What weighs heavily for Sproul are the time frame references that say such things as “Behold, I come quickly” or “the time is near”. These make the most sense if one takes at least a moderate preterist view. He, at the same time, refuses to take a full preterist view because he cannot accept the “spiritualized” versions of the rapture of the church, the resurrection and a return of Christ that was hidden, all of which go against the biblical evidence.

The last two chapters take on other questions often of concern in Last Days discussions. One is the identity of the Antichrist and the other concerns the different millenial views. Sproul does propose an identification for the Antichrist while not, in this volume, identifying his millenial views.

I particularly appreciated Sproul’s careful study of Matthew 24, to which he devotes several chapters. His study of both the epistles and Revelation seemed a bit more cursory but still dealt with the relevant texts. I felt he didn’t seriously engage the scholarship that argues for a later date for Revelation.

It did seem to me a curious choice that he devoted so much of the book to the views of Russell, a nineteenth century scholar who would not be familiar to most. Much of this had to do with his serious consideration of the preterist view for which Russell argued, perhaps at the very time when dispensationalism was gaining its initial head of steam.

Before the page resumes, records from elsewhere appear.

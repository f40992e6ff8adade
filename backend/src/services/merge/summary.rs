//! Batch summary. Row errors and filenames come from the run itself; the delivery
//! counts are read live from the session so they follow later send passes.

use crate::session::SessionsState;
use actix_web::{web, HttpResponse, Responder, ResponseError};
use common::model::batch::BatchSummary;

/// `GET /api/sessions/{session_id}/batch`
///
/// The summary of the last batch run, with delivery counts kept up to date by
/// later send passes.
pub(crate) async fn process(
    session_id: web::Path<String>,
    sessions: web::Data<SessionsState>,
) -> impl Responder {
    let result = sessions
        .read(&session_id, |session| {
            let batch = session.require_batch()?;
            Ok(BatchSummary {
                deliveries: session.deliveries.summary(),
                ..batch.summary.clone()
            })
        })
        .await;

    match result {
        Ok(summary) => HttpResponse::Ok().json(summary),
        Err(e) => e.error_response(),
    }
}
//! Job status polling.
//!
//! - `GET /api/jobs/{job_id}`: returns the current `JobStatus` (`Pending`,
//!   `InProgress(percent)`, `Completed(message)` or `Failed(reason)`) of any job
//!   started by the batch, QR or delivery endpoints.

use actix_web::web::{get, scope};
use actix_web::Scope;

mod get_status;

const API_PATH: &str = "/api/jobs";

pub fn configure_routes() -> Scope {
    scope(API_PATH).route("/{job_id}", get().to(get_status::process))
}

What I think of greatest value in this book is Sproul’s serious consideration of the time-frame references of Jesus and also his arguments that we must understand much of the “last days” fulfillment to have occurred with the fall of the temple and of Jerusalem. Sproul also provides very clear explanations of the various millenial positions and the model of a scholar who takes the Bible seriously as the final authority in these discussions. Whether you agree with Sproul’s moderate preterism or not, you might, as did I, find that Sproul gives you some new things to consider.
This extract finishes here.